(Saved entries)
§

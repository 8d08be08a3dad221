//! Cross-entropy loss and classification accuracy over a batch.

use crate::error::Result;
use crate::matrix::{check_shape, Mat};
use crate::utils::{argmax, prevent_nan, sane_log};

use itertools::Itertools;

/// Mean over rows of `-sum(t * log(y))`.
///
/// Zero predictions go through [`sane_log`] and any `NaN` term counts as zero,
/// so the result is always finite for finite targets. Fails unless `y` and
/// `t` have the same shape.
pub fn cross_entropy(y: &Mat, t: &Mat) -> Result<f64> {
    check_shape("prediction", y, t.dim())?;
    if t.nrows() == 0 {
        return Ok(0.0);
    }
    let total: f64 = t
        .iter()
        .zip_eq(y.iter())
        .map(|(&t, &y)| prevent_nan(t * sane_log(y), 0.0))
        .sum();
    Ok(prevent_nan(-total / t.nrows() as f64, 0.0))
}

/// Fraction of rows whose largest prediction is at the target's hot index.
pub fn accuracy(y: &Mat, t: &Mat) -> Result<f64> {
    check_shape("prediction", y, t.dim())?;
    if t.nrows() == 0 {
        return Ok(0.0);
    }
    let correct = y
        .outer_iter()
        .zip(t.outer_iter())
        .filter(|(y, t)| argmax(y.iter()) == argmax(t.iter()))
        .count();
    Ok(correct as f64 / t.nrows() as f64)
}

#[cfg(test)]
mod tests {
    use super::*;
    use crate::error::Error;
    use approx::assert_abs_diff_eq;
    use ndarray::array;

    #[test]
    fn loss_of_confident_correct_prediction_is_zero() {
        let t = array![[0.0, 1.0], [1.0, 0.0]];
        assert_abs_diff_eq!(cross_entropy(&t, &t).unwrap(), 0.0);
    }

    #[test]
    fn loss_matches_hand_computation() {
        let y = array![[0.25, 0.75], [0.5, 0.5]];
        let t = array![[0.0, 1.0], [1.0, 0.0]];
        let expected = -(0.75f64.ln() + 0.5f64.ln()) / 2.0;
        assert_abs_diff_eq!(cross_entropy(&y, &t).unwrap(), expected, epsilon = 1e-12);
    }

    #[test]
    fn loss_is_finite_when_prediction_underflows() {
        let y = array![[0.0, 1.0], [1.0, 0.0]];
        let t = array![[1.0, 0.0], [1.0, 0.0]];
        let loss = cross_entropy(&y, &t).unwrap();
        assert!(loss.is_finite());
        assert!(loss > 0.0);
    }

    #[test]
    fn nan_predictions_do_not_propagate() {
        let y = array![[f64::NAN, 0.5], [0.5, 0.5]];
        let t = array![[1.0, 0.0], [1.0, 0.0]];
        let loss = cross_entropy(&y, &t).unwrap();
        assert!(!loss.is_nan());
        assert_abs_diff_eq!(loss, -(0.5f64.ln()) / 2.0, epsilon = 1e-12);
    }

    #[test]
    fn loss_is_non_negative() {
        let y = array![[0.2, 0.3, 0.5], [0.9, 0.05, 0.05]];
        let t = array![[1.0, 0.0, 0.0], [0.0, 0.0, 1.0]];
        assert!(cross_entropy(&y, &t).unwrap() >= 0.0);
    }

    #[test]
    fn perfect_accuracy() {
        let t = array![[0.0, 1.0], [1.0, 0.0], [0.0, 1.0]];
        assert_eq!(accuracy(&t, &t).unwrap(), 1.0);
    }

    #[test]
    fn accuracy_counts_argmax_matches() {
        let y = array![[0.4, 0.6], [0.8, 0.2], [0.9, 0.1], [0.3, 0.7]];
        let t = array![[0.0, 1.0], [1.0, 0.0], [0.0, 1.0], [1.0, 0.0]];
        assert_eq!(accuracy(&y, &t).unwrap(), 0.5);
    }

    #[test]
    fn accuracy_ignores_scale() {
        let y = array![[0.4, 0.6], [0.8, 0.2], [0.9, 0.1]];
        let t = array![[0.0, 1.0], [1.0, 0.0], [0.0, 1.0]];
        assert_eq!(accuracy(&(&y * 17.0), &t).unwrap(), accuracy(&y, &t).unwrap());
        assert_eq!(accuracy(&(&y * 0.001), &t).unwrap(), accuracy(&y, &t).unwrap());
    }

    #[test]
    fn mismatched_shapes_are_rejected() {
        let y = array![[0.5, 0.5], [0.5, 0.5], [0.5, 0.5]];
        let t = array![[1.0, 0.0], [0.0, 1.0]];
        assert!(cross_entropy(&y, &t).is_err());
        assert!(accuracy(&y, &t).is_err());
    }

    #[test]
    fn transposed_prediction_is_rejected() {
        let y = array![[0.2, 0.8, 0.5], [0.8, 0.2, 0.5]];
        let t = array![[1.0, 0.0], [0.0, 1.0], [1.0, 0.0]];
        match cross_entropy(&y, &t) {
            Err(Error::ShapeMismatch { expected, actual, .. }) => {
                assert_eq!(expected, (3, 2));
                assert_eq!(actual, (2, 3));
            }
            other => panic!("unexpected result: {:?}", other),
        }
        assert!(accuracy(&y, &t).is_err());
    }
}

§

Please copy, word for word, every line from the first line of the records through the line containing "pub fn cross_entropy(y: &Mat, t: &Mat)", with both of those lines included and nothing else.

Solution to this problem:
repository 8d08be08a3dad221
//! Cross-entropy loss and classification accuracy over a batch.

use crate::error::Result;
use crate::matrix::{check_shape, Mat};
use crate::utils::{argmax, prevent_nan, sane_log};

use itertools::Itertools;

/// Mean over rows of `-sum(t * log(y))`.
///
/// Zero predictions go through [`sane_log`] and any `NaN` term counts as zero,
/// so the result is always finite for finite targets. Fails unless `y` and
/// `t` have the same shape.
pub fn cross_entropy(y: &Mat, t: &Mat) -> Result<f64> {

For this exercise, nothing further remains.